Bir ara suluboya malzemeleri biriktirdim, onların hepsini de kullanamadım. Belki saatlerce resim yapsam ancak kullanırım, deniyorum ama daha bir yere varamadım, zaten aylardır resim de yapmıyorum. Neyseki onlar zor bozulan şeyler, suluboya defterleri de cabası. Bir sürü almıştım yapacağım diye ama makale yazmaktan ve çalışmaktan ve işe alışmaktan ve koşturmaktan vakit bulamadım. Gönül istiyor ki daha düzenli gitsin hayat ve ben bol bol suluboya yapacak vakti de bulayım ama o da ayrı bir irade istiyor. Ayrı bir emek istiyor. 

Kartpostallar biriktirmişim, hem de ne çok sormayın gitsin, eskiden dostlara kart postallar gönderirdim doluca ve delice. Şimdilerde onu da yapmıyorum. Bir keresinde ağbime gönderdiğim bir suluboya kart postal kaybolmuştu o yüzden ben de korkmaya başladım göndermeye. Her şey çok geç gidiyordu. Vazgeçtim. Covid de girince araya bu tarz şeyleri göndermek daha da zor oldu. 

Yine çok biriktirilen bir şey sanırım kavanozlar. Yine suluboya için. Hayalimde atölyeye girip sabahtan akşama kadar suluboya yapan bir kadın var. Ve o kadar vakti yok ki kavanozdaki suyu dökmeden yeni kavanozlara su koyan ve sonunda rengarenk suların fotoğrafını çeken. Bu da boş zaman hayallerimden biri. Elbet bir gün yapacağım. Kavanozlar birikmekte ve ben bir kısmını attım ama yine de dayanamadım, bir yirmi tane kadar odamda duruyor, öylece bekliyorlar, kafaları boş, içleri boş... Bakalım ne olacak. 

Biriktirmeyi en çok sevdiğim şeylerden birisi defterler, yazı defterleri. Ağbim bana bir sürü güzel defter verdi, ablam da bana güzel defterler alır, ben de alırım. Çoğu not defteri dolar taşar biter. Fakat son zamanlarda üç dört deftere yazma huyu başgösterdi bu yüzden de en kısa zamanda hem kafamı hem defterlerimi toparlamam şart. Bir rüya defteri, bir bilim ajandası defteri, bir günlük ajanda, bir teori ajandası, bir günlük, bir not defteri, bir yemek tarifi defteri derken, ev defterlerle doldu taştı. Bu da normal değil. Birini bitirince yenisini almak lazım ama istifçi olduğum bu konuda da ortaya çıktı maalesef. 
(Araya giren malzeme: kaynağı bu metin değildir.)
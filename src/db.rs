use anyhow::{Context, Result, bail};
use rusqlite::types::ValueRef;
use rusqlite::{Connection, params};
use tracing::{debug, info};

use crate::data::{ColumnKind, RowTable, RowTableBuilder, Value};

/// Quote an identifier for direct use in SQL
fn quote_ident(name: &str) -> String {
    format!("\"{}\"", name.replace('"', "\"\""))
}

/// Classify a declared column type, checking substrings in SQLite's
/// affinity order: INT, then text types, then the other numeric types.
/// Anything unrecognized is discrete.
fn column_kind(declared: &str) -> ColumnKind {
    let declared = declared.to_uppercase();
    if declared.contains("INT") {
        return ColumnKind::Continuous;
    }
    if ["CHAR", "CLOB", "TEXT"].iter().any(|t| declared.contains(t)) {
        return ColumnKind::Discrete;
    }
    if ["REAL", "FLOA", "DOUB", "NUM", "DEC"]
        .iter()
        .any(|t| declared.contains(t))
    {
        return ColumnKind::Continuous;
    }
    ColumnKind::Discrete
}

/// SQLite-backed source of row tables
pub struct TableSource {
    conn: Connection,
}

impl TableSource {
    /// Open an existing database file
    pub fn open(path: &str) -> Result<Self> {
        let conn = Connection::open(path)
            .context(format!("Failed to open database at {}", path))?;
        Ok(Self { conn })
    }

    /// Create a new in-memory database
    pub fn open_in_memory() -> Result<Self> {
        let conn = Connection::open_in_memory()
            .context("Failed to create in-memory database")?;
        Ok(Self { conn })
    }

    pub fn connection(&self) -> &Connection {
        &self.conn
    }

    /// Names of the user tables, sorted
    pub fn table_names(&self) -> Result<Vec<String>> {
        let mut stmt = self
            .conn
            .prepare(
                "SELECT name FROM sqlite_master WHERE type = 'table' AND name NOT LIKE 'sqlite_%' ORDER BY name",
            )
            .context("Failed to prepare statement")?;

        let names = stmt
            .query_map([], |row| row.get(0))
            .context("Failed to query table names")?
            .collect::<Result<Vec<String>, _>>()
            .context("Failed to collect table names")?;

        Ok(names)
    }

    /// Column names and kinds, in declaration order
    pub fn columns(&self, table: &str) -> Result<Vec<(String, ColumnKind)>> {
        let sql = format!("PRAGMA table_info({})", quote_ident(table));
        let mut stmt = self
            .conn
            .prepare(&sql)
            .context("Failed to prepare statement")?;

        let columns = stmt
            .query_map([], |row| {
                let name: String = row.get(1)?;
                let declared: String = row.get(2)?;
                Ok((name, column_kind(&declared)))
            })
            .context(format!("Failed to read schema of {}", table))?
            .collect::<Result<Vec<_>, _>>()
            .context("Failed to collect columns")?;

        if columns.is_empty() {
            bail!("Table {} does not exist", table);
        }
        Ok(columns)
    }

    /// Load the distinct rows of `table` with a schema derived from the
    /// declared column types
    pub fn load_table(&self, table: &str) -> Result<RowTable> {
        let columns = self.columns(table)?;
        debug!(table, columns = columns.len(), "discovered schema");

        let mut builder = columns
            .iter()
            .fold(RowTableBuilder::new(table), |b, (name, kind)| {
                b.column(name.clone(), *kind)
            });

        let sql = format!("SELECT DISTINCT * FROM {}", quote_ident(table));
        let mut stmt = self
            .conn
            .prepare(&sql)
            .context("Failed to prepare statement")?;
        let mut rows = stmt
            .query([])
            .context(format!("Failed to query {}", table))?;

        let mut count = 0usize;
        while let Some(row) = rows.next().context("Failed to get next row")? {
            let mut values = Vec::with_capacity(columns.len());
            for (i, (name, kind)) in columns.iter().enumerate() {
                let cell = row.get_ref(i)?;
                values.push(convert_cell(cell, *kind).context(format!(
                    "Bad value in column {} of {}",
                    name, table
                ))?);
            }
            builder.push_row(values)?;
            count += 1;
        }

        let table = builder.build()?;
        info!(
            table = table.name(),
            fetched = count,
            distinct = table.len(),
            "loaded table"
        );
        Ok(table)
    }

    /// Create `table` with the given columns and insert `rows`.
    ///
    /// Used to seed databases for the CLI and tests.
    pub fn create_table(
        &self,
        table: &str,
        columns: &[(&str, ColumnKind)],
        rows: &[Vec<Value>],
    ) -> Result<()> {
        let defs: Vec<String> = columns
            .iter()
            .map(|(name, kind)| {
                let ty = match kind {
                    ColumnKind::Discrete => "TEXT",
                    ColumnKind::Continuous => "REAL",
                };
                format!("{} {}", quote_ident(name), ty)
            })
            .collect();
        self.conn
            .execute_batch(&format!(
                "CREATE TABLE {} ({});",
                quote_ident(table),
                defs.join(", ")
            ))
            .context(format!("Failed to create table {}", table))?;

        let placeholders: Vec<String> = (1..=columns.len()).map(|i| format!("?{}", i)).collect();
        let sql = format!(
            "INSERT INTO {} VALUES ({})",
            quote_ident(table),
            placeholders.join(", ")
        );
        let mut stmt = self
            .conn
            .prepare(&sql)
            .context("Failed to prepare statement")?;
        for row in rows {
            let params = rusqlite::params_from_iter(row.iter().map(|v| match v {
                Value::Text(s) => rusqlite::types::Value::Text(s.clone()),
                Value::Number(n) => rusqlite::types::Value::Real(*n),
            }));
            stmt.execute(params)
                .context(format!("Failed to insert into {}", table))?;
        }
        Ok(())
    }

    /// Number of rows in `table`, duplicates included
    pub fn row_count(&self, table: &str) -> Result<u64> {
        let count: i64 = self
            .conn
            .query_row(
                &format!("SELECT COUNT(*) FROM {}", quote_ident(table)),
                params![],
                |row| row.get(0),
            )
            .context(format!("Failed to count rows of {}", table))?;
        Ok(count as u64)
    }
}

fn convert_cell(cell: ValueRef<'_>, kind: ColumnKind) -> Result<Value> {
    Ok(match (kind, cell) {
        (_, ValueRef::Null) => bail!("NULL values are not supported"),
        (ColumnKind::Continuous, ValueRef::Integer(i)) => Value::Number(i as f64),
        (ColumnKind::Continuous, ValueRef::Real(f)) => Value::Number(f),
        (ColumnKind::Continuous, ValueRef::Text(t)) => {
            let text = String::from_utf8_lossy(t);
            Value::Number(
                text.trim()
                    .parse()
                    .context(format!("{} is not a number", text))?,
            )
        }
        (ColumnKind::Discrete, ValueRef::Integer(i)) => Value::Text(i.to_string()),
        (ColumnKind::Discrete, ValueRef::Real(f)) => Value::Text(f.to_string()),
        (ColumnKind::Discrete, ValueRef::Text(t)) => {
            Value::Text(String::from_utf8_lossy(t).into_owned())
        }
        (_, ValueRef::Blob(_)) => bail!("BLOB values are not supported"),
    })
}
Yine çok biriktirmeyi sevdiğim başka bir şey kahve fincanları, tek olsun, çift olsun, sevimli olsun ve güzel olsun derken, bizim mutfak o kadar büyük değil artık nereye koyacağımı bilemiyorum. Her taraf kahve fincanı oldu.Oysaki misafirimiz de yok yaklaşık iki senedir, sadece biz kullanıyoruz, bize de yetiyor da artıyor bile. 

Güzel birikimlerden bir başkası da kitap aralıkları olsa gerek, fakat onları daha çok kendim yapıyorum, o yüzden alındı ve parası ödendi gibi bir şey değil de ev ve el yapımı olduğu için çok sıkıntı olmuyorlar, yine de tabii ki kabul etmek gerek: bir sürü var, onlarla da ne yapacağımı bilemiyorum. 

Ayakkabıları eledim, kıyafetleri de eledim, en kaliteli, en sevdiklerim, ve en anne yadigarı şeyler kaldı. Sanırım bir de dergileri elemem lazım. Şimdi işte çalışmaktansa onları yapayım diyorum. Sanırım bu sıcakta yapabileceğim başka bir şey yok, olsa bile çok bir şey yok. Dergileri elersem kafam da rahatlar diye düşünmeden edemiyorum. Ama o kadar yorucu ki: sevdiğim sayfaları koparıp gerisini atıyorum. Tek tek hepsine bakmam gerekiyor. Bakalım, başlayalım da gerisi gelir diye umuyorum. 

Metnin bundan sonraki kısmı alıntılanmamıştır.